An HBase REPL
This is the beginnings of a tiny utility library for working with HBase in the REPL.
Author: Kyle Oba ;; mudphone ;; koba mudphone.com
QUICK START:
- clone the repo
- execute this command from the repo root: $ ./hbase-repl.sh
- connect with this command: user=> (start-hbase-repl)
- do stuff, like list all tables: user=> (list-all-tables)
- see below for comprehensive set-up instructions...
- explore!
PROJECT GOALS:
- Make this a comprehensive replacement for the HBase Shell.
- Allow non-lisp programmers to use this tool with ease.
- Allow ease of exploration of HBase data values and location.
What's new:
-
Now using HBase 0.20.2 for active development.
- NOTE: You can use this with 0.20.0-1, you just have to replace the hbase and zk jars in lib/java with the proper versions. It's that simple AFAIK. YMMV.
-
Connections to HBase are now configured via the config/connections.clj file. This is basically a Clojure map with connection settings. This means that hbase-site.xml is no longer required for hbase-runner to find your master.
Some notes:
-
The HBase jars must be on your classpath (including Zookeeper).
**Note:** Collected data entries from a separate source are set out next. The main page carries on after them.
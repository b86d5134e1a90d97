//! Error types for Runnel operations.

use std::io;

use thiserror::Error;

use runnel_model::ModelError;

/// The main error type for Runnel operations.
#[derive(Debug, Error)]
pub enum RunnelError {
    #[error("I/O error: {0}")]
    Io(#[from] io::Error),

    #[error("document error: {0}")]
    Json(#[from] serde_json::Error),

    #[error("model error: {0}")]
    Model(#[from] ModelError),

    #[error("document error: {0}")]
    Document(String),

    #[error("config error: {0}")]
    Config(String),
}
//! Diagram interchange documents.
//!
//! A document is the JSON form of a laid-out BPMN diagram: every element
//! record carries its semantic facts (type tag, event definitions,
//! extension attributes) together with resolved geometry (bounds for
//! shapes, waypoints for connections). Loading a document builds the
//! semantic element tree through a [`Factory`], fills the
//! [`SemanticIndex`] the renderer reads, and yields the per-paint datums.

use indexmap::IndexMap;
use log::{debug, warn};
use serde::Deserialize;

use runnel_model::element::Value;
use runnel_model::{Factory, QName, SemanticIndex};

use crate::draw::{ConnectionDatum, ShapeDatum};
use crate::error::RunnelError;
use crate::geometry::Point;

fn bpmn(local: &str) -> QName {
    QName::new("bpmn", local)
}

/// The serde form of a diagram document.
#[derive(Debug, Deserialize)]
#[serde(rename_all = "camelCase")]
pub struct DiagramDoc {
    #[serde(default)]
    name: Option<String>,
    elements: Vec<ElementRecord>,
}

/// One element record: semantics plus resolved geometry.
#[derive(Debug, Deserialize)]
#[serde(rename_all = "camelCase")]
struct ElementRecord {
    id: String,
    #[serde(rename = "type")]
    element_type: String,
    #[serde(default)]
    name: Option<String>,
    #[serde(default)]
    bounds: Option<BoundsRecord>,
    #[serde(default)]
    waypoints: Option<Vec<Point>>,
    #[serde(default)]
    source_ref: Option<String>,
    #[serde(default)]
    target_ref: Option<String>,
    #[serde(default)]
    data_object_ref: Option<String>,
    #[serde(default)]
    attached_to_ref: Option<String>,
    #[serde(default)]
    event_definitions: Vec<String>,
    #[serde(default)]
    parallel_multiple: Option<bool>,
    #[serde(default)]
    is_collection: Option<bool>,
    #[serde(default)]
    cancel_activity: Option<bool>,
    /// Extension attributes keyed by qualified name, e.g.
    /// `camunda:asyncBefore`.
    #[serde(default)]
    attributes: IndexMap<String, serde_json::Value>,
}

#[derive(Debug, Clone, Copy, Deserialize)]
struct BoundsRecord {
    x: f64,
    y: f64,
    width: f64,
    height: f64,
}

/// A shape datum together with its resolved position.
#[derive(Debug, Clone)]
pub struct PlacedShape {
    datum: ShapeDatum,
    origin: Point,
}

impl PlacedShape {
    pub fn datum(&self) -> &ShapeDatum {
        &self.datum
    }

    pub fn origin(&self) -> Point {
        self.origin
    }
}

/// A loaded diagram: semantic index plus renderer-ready datums.
#[derive(Debug)]
pub struct Diagram {
    name: Option<String>,
    semantics: SemanticIndex,
    shapes: Vec<PlacedShape>,
    connections: Vec<ConnectionDatum>,
}

impl Diagram {
    /// Returns the diagram name, if the document carried one.
    pub fn name(&self) -> Option<&str> {
        self.name.as_deref()
    }

    /// Returns the semantic lookup index.
    pub fn semantics(&self) -> &SemanticIndex {
        &self.semantics
    }

    /// Returns the placed shapes, in document order.
    pub fn shapes(&self) -> &[PlacedShape] {
        &self.shapes
    }

    /// Returns the connection datums, in document order.
    pub fn connections(&self) -> &[ConnectionDatum] {
        &self.connections
    }
}

/// Parses a JSON document and builds the diagram.
pub fn parse_json(source: &str, factory: &Factory) -> Result<Diagram, RunnelError> {
    let doc: DiagramDoc = serde_json::from_str(source)?;
    build(doc, factory)
}

fn build(doc: DiagramDoc, factory: &Factory) -> Result<Diagram, RunnelError> {
    let process = factory.create(&bpmn("Process"))?;
    if let Some(name) = &doc.name {
        process.set(bpmn("name"), Value::Str(name.clone()));
    }

    let mut semantics = SemanticIndex::new();
    let mut shapes = Vec::new();
    let mut connections = Vec::new();
    let mut flow_elements = Vec::new();

    for record in &doc.elements {
        let element_type: QName = record.element_type.parse()?;

        if factory.schema().contains_type(&element_type) {
            let element = build_semantic(record, &element_type, factory)?;
            element.set_parent(&process);
            flow_elements.push(element.clone());
            semantics.insert(record.id.clone(), element);
        } else {
            // unknown vocabulary still renders, through the default routine
            warn!(
                id = record.id,
                element_type:% = element_type;
                "element type not in schema, rendering with defaults"
            );
        }

        match (&record.waypoints, &record.bounds) {
            (Some(waypoints), _) => connections.push(ConnectionDatum {
                id: record.id.clone(),
                element_type,
                waypoints: waypoints.clone(),
            }),
            (None, Some(bounds)) => shapes.push(PlacedShape {
                datum: ShapeDatum {
                    id: record.id.clone(),
                    element_type,
                    width: bounds.width,
                    height: bounds.height,
                },
                origin: Point::new(bounds.x, bounds.y),
            }),
            (None, None) => {
                return Err(RunnelError::Document(format!(
                    "element `{}` has neither bounds nor waypoints",
                    record.id
                )));
            }
        }
    }

    process.set(bpmn("flowElements"), Value::List(flow_elements));

    debug!(
        shapes = shapes.len(),
        connections = connections.len();
        "diagram document loaded"
    );

    Ok(Diagram {
        name: doc.name,
        semantics,
        shapes,
        connections,
    })
}

fn build_semantic(
    record: &ElementRecord,
    element_type: &QName,
    factory: &Factory,
) -> Result<runnel_model::ElementRef, RunnelError> {
    let element = factory.create(element_type)?;
    element.set(bpmn("id"), Value::Str(record.id.clone()));

    if let Some(name) = &record.name {
        element.set(bpmn("name"), Value::Str(name.clone()));
    }
    if let Some(flag) = record.parallel_multiple {
        element.set(bpmn("parallelMultiple"), Value::Bool(flag));
    }
    if let Some(flag) = record.is_collection {
        element.set(bpmn("isCollection"), Value::Bool(flag));
    }
    if let Some(flag) = record.cancel_activity {
        element.set(bpmn("cancelActivity"), Value::Bool(flag));
    }
    if let Some(target) = &record.source_ref {
        element.set(bpmn("sourceRef"), Value::Ref(target.clone()));
    }
    if let Some(target) = &record.target_ref {
        element.set(bpmn("targetRef"), Value::Ref(target.clone()));
    }
    if let Some(target) = &record.data_object_ref {
        element.set(bpmn("dataObjectRef"), Value::Ref(target.clone()));
    }
    if let Some(target) = &record.attached_to_ref {
        element.set(bpmn("attachedToRef"), Value::Ref(target.clone()));
    }

    if !record.event_definitions.is_empty() {
        let mut definitions = Vec::new();
        for tag in &record.event_definitions {
            let definition_type: QName = tag.parse()?;
            let definition = factory.create(&definition_type)?;
            definition.set_parent(&element);
            definitions.push(definition);
        }
        element.set(bpmn("eventDefinitions"), Value::List(definitions));
    }

    for (key, raw) in &record.attributes {
        let attribute: QName = key.parse()?;
        let value = match raw {
            serde_json::Value::Bool(flag) => Value::Bool(*flag),
            serde_json::Value::Number(number) => match number.as_i64() {
                Some(integer) => Value::Int(integer),
                None => Value::Float(number.as_f64().unwrap_or_default()),
            },
            serde_json::Value::String(text) => Value::Str(text.clone()),
            other => {
                warn!(
                    id = record.id,
                    attribute:% = attribute,
                    value:% = other;
                    "unsupported attribute value, skipping"
                );
                continue;
            }
        };
        element.set(attribute, value);
    }

    Ok(element)
}

#[cfg(test)]
mod tests {
    use super::*;

    fn factory() -> Factory {
        Factory::standard().unwrap()
    }

    #[test]
    fn test_load_shape_and_connection() {
        let source = r#"{
            "name": "demo",
            "elements": [
                {
                    "id": "Start_1",
                    "type": "bpmn:StartEvent",
                    "bounds": { "x": 10, "y": 20, "width": 36, "height": 36 },
                    "eventDefinitions": ["bpmn:MessageEventDefinition"]
                },
                {
                    "id": "Flow_1",
                    "type": "bpmn:SequenceFlow",
                    "sourceRef": "Start_1",
                    "targetRef": "Start_1",
                    "waypoints": [ { "x": 46, "y": 38 }, { "x": 100, "y": 38 } ]
                }
            ]
        }"#;

        let diagram = parse_json(source, &factory()).unwrap();
        assert_eq!(diagram.name(), Some("demo"));
        assert_eq!(diagram.shapes().len(), 1);
        assert_eq!(diagram.connections().len(), 1);

        let start = diagram.semantics().get("Start_1").unwrap();
        let definitions = start
            .get(&bpmn("eventDefinitions"))
            .and_then(|value| value.as_list().map(<[_]>::to_vec))
            .unwrap();
        assert_eq!(definitions.len(), 1);
        assert!(definitions[0].parent().unwrap().same_as(start));
    }

    #[test]
    fn test_unknown_type_keeps_datum_only() {
        let source = r#"{
            "elements": [
                {
                    "id": "Odd_1",
                    "type": "vendor:Widget",
                    "bounds": { "x": 0, "y": 0, "width": 50, "height": 50 }
                }
            ]
        }"#;

        let diagram = parse_json(source, &factory()).unwrap();
        assert_eq!(diagram.shapes().len(), 1);
        assert!(diagram.semantics().get("Odd_1").is_none());
    }

    #[test]
    fn test_extension_attributes_are_qualified() {
        let source = r#"{
            "elements": [
                {
                    "id": "Task_1",
                    "type": "bpmn:UserTask",
                    "bounds": { "x": 0, "y": 0, "width": 100, "height": 80 },
                    "attributes": { "camunda:assignee": "kermit" }
                }
            ]
        }"#;

        let diagram = parse_json(source, &factory()).unwrap();
        let task = diagram.semantics().get("Task_1").unwrap();
        assert_eq!(
            task.get(&QName::new("camunda", "assignee"))
                .and_then(|value| value.as_str().map(String::from)),
            Some("kermit".to_string())
        );
    }

    #[test]
    fn test_missing_geometry_is_an_error() {
        let source = r#"{
            "elements": [ { "id": "Task_1", "type": "bpmn:UserTask" } ]
        }"#;

        let result = parse_json(source, &factory());
        assert!(matches!(result, Err(RunnelError::Document(_))));
    }
}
They are currently included in lib/java and are put on the REPL classpath (if you use the included hbase-repl.sh script). If you do not use the hbase-repl.sh script, you have to add these jars to your classpath manually (or however you normally do it).
-
For rlwrap goodness at the REPL (including tab-completion):
- make sure you have rlwrap installed (you can get it from macports if you're a mac drone).
- Also, set up your ~/.inputrc file (a sample is in config/.inputrc).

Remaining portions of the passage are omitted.